In the UK and the US, France and Belgium, there were big commemoration ceremonies in memory of those who died. Here in Ireland, however, the case is much different. Commemorations are few and far between, though there were a few- like the honor guard at the eternal flame in Dublin’s Merrion Square Park (top video), and the poppies and a short exhibition at St. Patrick’s Cathedral (a tree filled with leaves from those in remembrance below). In General, in Ireland, poppies are not worn, though you can find a few at cemeteries or in churches where memorials to those who died in war are stationed.
You see, WW1 started in 1914 – and on August 4, 1914, Great Britain declared war on Germany. Ireland, was still part of Great Britain – but didn’t want to be. Big names in the Irish War of Independence were speaking out. People like Michael Collins, Joseph Plunkett, Eamon De Valera, James Connolly and many others were speaking out against Great Britain’s rule in Ireland. There were labor strikes in 1913, and Irish Nationalists were forming their own Militias on the back of the lockouts from the strike – pledging to fight for the death.
In light of what was going on politically here in Ireland, WW1, while supported by most Irish people (including churches and newspapers), was not as important as what was going on here at home. Those who joined had many reasons to do so, just like today. Some 200,000 Irish joined the fighting for ideals, they joined for freedom, they joined for a job / paycheck, and they joined for the so called glory of war. Some 30-50,000 died on the battlefields, and it was only recently that a list has begun being compiled at St. Patrick’s Cathedral – book below – and a memorial added at Glasneven Cemetery (just 2 days before I was there).

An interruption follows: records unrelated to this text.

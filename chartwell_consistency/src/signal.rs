// Copyright 2025 the Chartwell Authors
// SPDX-License-Identifier: Apache-2.0 OR MIT

//! Signal bits, component identifiers, and the event delivered to listeners.

use core::fmt;
use core::sync::atomic::{AtomicU32, Ordering};

bitflags::bitflags! {
    /// Outward change notifications a component emits to its listeners.
    ///
    /// Signals are distinct from consistency states: a state bit records that
    /// some aspect of a component is stale, while a signal tells whoever is
    /// listening what kind of reaction is expected. One state may map to
    /// several signals, and a signal may be emitted without any local state
    /// (a pure notification).
    ///
    /// # Example
    ///
    /// ```
    /// use chartwell_consistency::Signal;
    ///
    /// let s = Signal::NEEDS_REDRAW | Signal::BOUNDS_CHANGED;
    /// assert!(s.contains(Signal::NEEDS_REDRAW));
    /// assert!(!s.contains(Signal::DATA_CHANGED));
    /// ```
    #[derive(Clone, Copy, Debug, PartialEq, Eq, Hash, Default)]
    pub struct Signal: u32 {
        /// The listener should schedule a redraw.
        const NEEDS_REDRAW = 1 << 0;
        /// Settings must be re-applied to children before redrawing.
        const NEEDS_REAPPLICATION = 1 << 1;
        /// Derived values (scales, ranges) must be recalculated.
        const NEEDS_RECALCULATION = 1 << 2;
        /// The component bounds changed.
        const BOUNDS_CHANGED = 1 << 3;
        /// The underlying data changed.
        const DATA_CHANGED = 1 << 4;
        /// Only metadata attached to the data changed.
        const META_CHANGED = 1 << 5;
        /// Legend items depending on this component must be refreshed.
        const NEEDS_UPDATE_LEGEND = 1 << 6;
        /// Items computed over the full data range must be refreshed.
        const NEEDS_UPDATE_FULL_RANGE_ITEMS = 1 << 7;
        /// Everything that depends on axis ticks must be refreshed.
        const NEEDS_UPDATE_TICK_DEPENDENT = 1 << 8;
        /// Labels must be redrawn.
        const NEEDS_REDRAW_LABELS = 1 << 9;
        /// Appearance (fill, stroke) must be redrawn.
        const NEEDS_REDRAW_APPEARANCE = 1 << 10;
        /// The enabled flag of the component changed.
        const ENABLED_STATE_CHANGED = 1 << 11;
        /// The stacking order of the component changed.
        const Z_INDEX_STATE_CHANGED = 1 << 12;
    }
}

/// Identifier of a signal source.
///
/// Identifiers are allocated from a process-wide counter and never reused, so
/// a listener attached to several sources can tell them apart.
#[derive(Copy, Clone, PartialEq, Eq, Hash, PartialOrd, Ord)]
pub struct ComponentId(u32);

static NEXT_COMPONENT_ID: AtomicU32 = AtomicU32::new(1);

impl ComponentId {
    /// Allocates a fresh identifier.
    #[must_use]
    pub fn next() -> Self {
        Self(NEXT_COMPONENT_ID.fetch_add(1, Ordering::Relaxed))
    }

    /// Returns the raw value of this identifier.
    #[must_use]
    pub const fn get(self) -> u32 {
        self.0
    }
}

impl fmt::Debug for ComponentId {
    fn fmt(&self, f: &mut fmt::Formatter<'_>) -> fmt::Result {
        f.debug_tuple("ComponentId").field(&self.0).finish()
    }
}

/// Event passed to listeners when a component dispatches signals.
///
/// The `signals` field is already masked to the signals the source supports
/// and is never empty.
#[derive(Copy, Clone, Debug, PartialEq, Eq)]
pub struct SignalEvent {
    /// The component that dispatched the event.
    pub source: ComponentId,
    /// The dispatched signals.
    pub signals: Signal,
}

impl SignalEvent {
    /// Creates a new event.
    #[must_use]
    pub const fn new(source: ComponentId, signals: Signal) -> Self {
        Self { source, signals }
    }

    /// Returns `true` if any of `signals` is carried by this event.
    #[must_use]
    pub const fn has_signal(&self, signals: Signal) -> bool {
        self.signals.intersects(signals)
    }

    /// Returns `true` if the listener should schedule a redraw.
    #[must_use]
    pub const fn target_needs_redraw(&self) -> bool {
        self.has_signal(Signal::NEEDS_REDRAW)
    }

    /// Returns `true` if the source bounds changed.
    #[must_use]
    pub const fn target_bounds_changed(&self) -> bool {
        self.has_signal(Signal::BOUNDS_CHANGED)
    }

    /// Returns `true` if the source data changed.
    #[must_use]
    pub const fn target_data_changed(&self) -> bool {
        self.has_signal(Signal::DATA_CHANGED)
    }

    /// Returns `true` if the source metadata changed.
    #[must_use]
    pub const fn target_meta_changed(&self) -> bool {
        self.has_signal(Signal::META_CHANGED)
    }

    /// Returns `true` if derived values must be recalculated.
    #[must_use]
    pub const fn target_needs_recalculation(&self) -> bool {
        self.has_signal(Signal::NEEDS_RECALCULATION)
    }
}

#[cfg(test)]
mod tests {
    use super::*;

    #[test]
    fn component_ids_are_unique() {
        let a = ComponentId::next();
        let b = ComponentId::next();
        assert_ne!(a, b);
        assert!(b.get() > a.get());
    }

    #[test]
    fn event_helpers_follow_bits() {
        let ev = SignalEvent::new(
            ComponentId::next(),
            Signal::NEEDS_REDRAW | Signal::DATA_CHANGED,
        );
        assert!(ev.target_needs_redraw());
        assert!(ev.target_data_changed());
        assert!(!ev.target_bounds_changed());
        assert!(!ev.target_meta_changed());
        assert!(!ev.target_needs_recalculation());
        assert!(ev.has_signal(Signal::DATA_CHANGED | Signal::META_CHANGED));
    }
}
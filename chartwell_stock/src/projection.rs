// Copyright 2025 the Chartwell Authors
// SPDX-License-Identifier: Apache-2.0 OR MIT

use core::ops::Range;

use kurbo::{Point, Rect};

/// Maps `(key, value)` pairs into a plot rectangle.
///
/// Keys grow to the right and values grow upwards, so the smallest value
/// lands on `rect.y1`. A degenerate span maps everything to the middle of the
/// rectangle along that axis.
///
/// # Example
///
/// ```
/// use chartwell_stock::Projection;
/// use kurbo::{Point, Rect};
///
/// let p = Projection::new(0.0..10.0, 0.0..100.0, Rect::new(0.0, 0.0, 200.0, 50.0));
/// assert_eq!(p.point(5.0, 100.0), Point::new(100.0, 0.0));
/// assert_eq!(p.point(0.0, 0.0), Point::new(0.0, 50.0));
/// ```
#[derive(Clone, Debug, PartialEq)]
pub struct Projection {
    keys: Range<f64>,
    values: Range<f64>,
    rect: Rect,
}

impl Projection {
    /// Creates a projection of `keys` × `values` onto `rect`.
    #[must_use]
    pub const fn new(keys: Range<f64>, values: Range<f64>, rect: Rect) -> Self {
        Self { keys, values, rect }
    }

    /// Returns the target rectangle.
    #[must_use]
    pub const fn rect(&self) -> Rect {
        self.rect
    }

    /// Projects one data point.
    #[must_use]
    pub fn point(&self, key: f64, value: f64) -> Point {
        let x = self.rect.x0 + unit(key, &self.keys) * self.rect.width();
        let y = self.rect.y1 - unit(value, &self.values) * self.rect.height();
        Point::new(x, y)
    }
}

fn unit(v: f64, span: &Range<f64>) -> f64 {
    let len = span.end - span.start;
    if len > 0.0 {
        (v - span.start) / len
    } else {
        0.5
    }
}
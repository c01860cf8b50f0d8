// Copyright 2025 the Chartwell Authors
// SPDX-License-Identifier: Apache-2.0 OR MIT

//! Per-bucket aggregation of one field.

use core::fmt;

use crate::value::{FieldKey, RowValues, Value};

/// Accumulates one field over the rows of a bucket.
///
/// [`process`](Self::process) is called for every row in the bucket, in key
/// order, then [`value_and_clear`](Self::value_and_clear) yields the bucket
/// value and resets the aggregator for the next bucket.
pub trait Aggregator: fmt::Debug {
    /// The field this aggregator reads.
    fn values_column(&self) -> &FieldKey;

    /// The weights field, for weighted aggregations.
    fn weights_column(&self) -> Option<&FieldKey> {
        None
    }

    /// Feeds one row.
    fn process(&mut self, value: Option<&Value>, weight: Option<&Value>, row: &RowValues);

    /// Returns the bucket value and resets.
    fn value_and_clear(&mut self) -> Value;
}

/// Built-in aggregation kinds.
#[derive(Copy, Clone, Debug, PartialEq, Eq, Hash)]
pub enum AggregationType {
    /// Value of the first row, even if missing.
    First,
    /// Value of the last row, even if missing.
    Last,
    /// First value that is present.
    FirstValue,
    /// Last value that is present.
    LastValue,
    /// Sum of numeric values.
    Sum,
    /// Mean of numeric values.
    Average,
    /// Weighted mean of numeric values; falls back to the plain mean when no
    /// weights column is set.
    WeightedAverage,
    /// Largest numeric value.
    Max,
    /// Smallest numeric value.
    Min,
    /// Number of rows.
    Count,
}

impl AggregationType {
    /// Resolves a name, including the financial aliases `open`, `high`,
    /// `low`, and `close`. Matching is case-insensitive.
    #[must_use]
    pub fn from_name(name: &str) -> Option<Self> {
        let lower = name.to_ascii_lowercase();
        Some(match lower.as_str() {
            "first" | "open" => Self::First,
            "last" | "close" => Self::Last,
            "firstvalue" | "first-value" => Self::FirstValue,
            "lastvalue" | "last-value" => Self::LastValue,
            "sum" => Self::Sum,
            "average" | "avg" => Self::Average,
            "weightedaverage" | "weighted-average" => Self::WeightedAverage,
            "max" | "high" => Self::Max,
            "min" | "low" => Self::Min,
            "count" => Self::Count,
            _ => return None,
        })
    }
}

#[derive(Clone, Debug, PartialEq)]
enum AggState {
    Pick(Option<Value>),
    Sum { sum: f64, count: usize },
    Weighted { sum: f64, weights: f64 },
    Extreme(f64),
    Count(usize),
}

/// An [`Aggregator`] implementing one of the [`AggregationType`]s.
#[derive(Clone, Debug, PartialEq)]
pub struct BuiltinAggregator {
    kind: AggregationType,
    values: FieldKey,
    weights: Option<FieldKey>,
    state: AggState,
}

impl BuiltinAggregator {
    /// Creates an aggregator of `kind` over `values`.
    #[must_use]
    pub fn new(kind: AggregationType, values: FieldKey, weights: Option<FieldKey>) -> Self {
        Self {
            kind,
            values,
            weights,
            state: Self::initial(kind),
        }
    }

    /// Returns the aggregation kind.
    #[must_use]
    pub const fn kind(&self) -> AggregationType {
        self.kind
    }

    fn initial(kind: AggregationType) -> AggState {
        match kind {
            AggregationType::First
            | AggregationType::Last
            | AggregationType::FirstValue
            | AggregationType::LastValue => AggState::Pick(None),
            AggregationType::Sum | AggregationType::Average => AggState::Sum { sum: 0.0, count: 0 },
            AggregationType::WeightedAverage => AggState::Weighted {
                sum: 0.0,
                weights: 0.0,
            },
            AggregationType::Max => AggState::Extreme(f64::NEG_INFINITY),
            AggregationType::Min => AggState::Extreme(f64::INFINITY),
            AggregationType::Count => AggState::Count(0),
        }
    }
}

impl Aggregator for BuiltinAggregator {
    fn values_column(&self) -> &FieldKey {
        &self.values
    }

    fn weights_column(&self) -> Option<&FieldKey> {
        self.weights.as_ref()
    }

    fn process(&mut self, value: Option<&Value>, weight: Option<&Value>, _row: &RowValues) {
        let number = value.map_or(f64::NAN, Value::to_number);
        let present = value.filter(|v| !v.is_null());
        match (&mut self.state, self.kind) {
            (AggState::Pick(picked), AggregationType::First) => {
                if picked.is_none() {
                    *picked = Some(value.cloned().unwrap_or_default());
                }
            }
            (AggState::Pick(picked), AggregationType::Last) => {
                *picked = Some(value.cloned().unwrap_or_default());
            }
            (AggState::Pick(picked), AggregationType::FirstValue) => {
                if picked.is_none() {
                    *picked = present.cloned();
                }
            }
            (AggState::Pick(picked), _) => {
                if let Some(v) = present {
                    *picked = Some(v.clone());
                }
            }
            (AggState::Sum { sum, count }, _) => {
                if !number.is_nan() {
                    *sum += number;
                    *count += 1;
                }
            }
            (AggState::Weighted { sum, weights }, _) => {
                let w = match (&self.weights, weight) {
                    (None, _) => 1.0,
                    (Some(_), w) => w.map_or(f64::NAN, Value::to_number),
                };
                if !number.is_nan() && !w.is_nan() {
                    *sum += number * w;
                    *weights += w;
                }
            }
            (AggState::Extreme(best), AggregationType::Max) => {
                if number > *best {
                    *best = number;
                }
            }
            (AggState::Extreme(best), _) => {
                if number < *best {
                    *best = number;
                }
            }
            (AggState::Count(n), _) => *n += 1,
        }
    }

    fn value_and_clear(&mut self) -> Value {
        let state = core::mem::replace(&mut self.state, Self::initial(self.kind));
        match state {
            AggState::Pick(picked) => picked.unwrap_or_default(),
            AggState::Sum { sum, count } => {
                if count == 0 {
                    Value::Number(f64::NAN)
                } else if self.kind == AggregationType::Sum {
                    Value::Number(sum)
                } else {
                    Value::Number(sum / count as f64)
                }
            }
            AggState::Weighted { sum, weights } => Value::Number(sum / weights),
            AggState::Extreme(best) => Value::Number(if best.is_infinite() { f64::NAN } else { best }),
            AggState::Count(n) => Value::Number(n as f64),
        }
    }
}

Veterans of the Great War – in thier own words…
Why the Poppy to remember those who died in war? It comes from the poem In Flanders Fields.
Between the crosses, row on row,
That mark our place; and in the sky
The larks, still bravely singing, fly
Scarce heard amid the guns below.
We are the Dead. Short days ago
We lived, felt dawn, saw sunset glow,
Loved and were loved, and now we lie
In Flanders fields.
Take up our quarrel with the foe:
To you from failing hands we throw
The torch; be yours to hold it high.
If ye break faith with us who die
We shall not sleep, though poppies grow
In Flanders fields.
– written May 3, 1915 by Canadian physician Lieutenant Colonel John McCrae, after presiding over a funeral of a friend who died at the second battle of Ypres.
In the end, I look at WW1, WW2, and all wars, and how they have shaped our world, and our history. Death is never an easy thing – but death in such large numbers and as a part of such violence… well, Can’t we all just get along?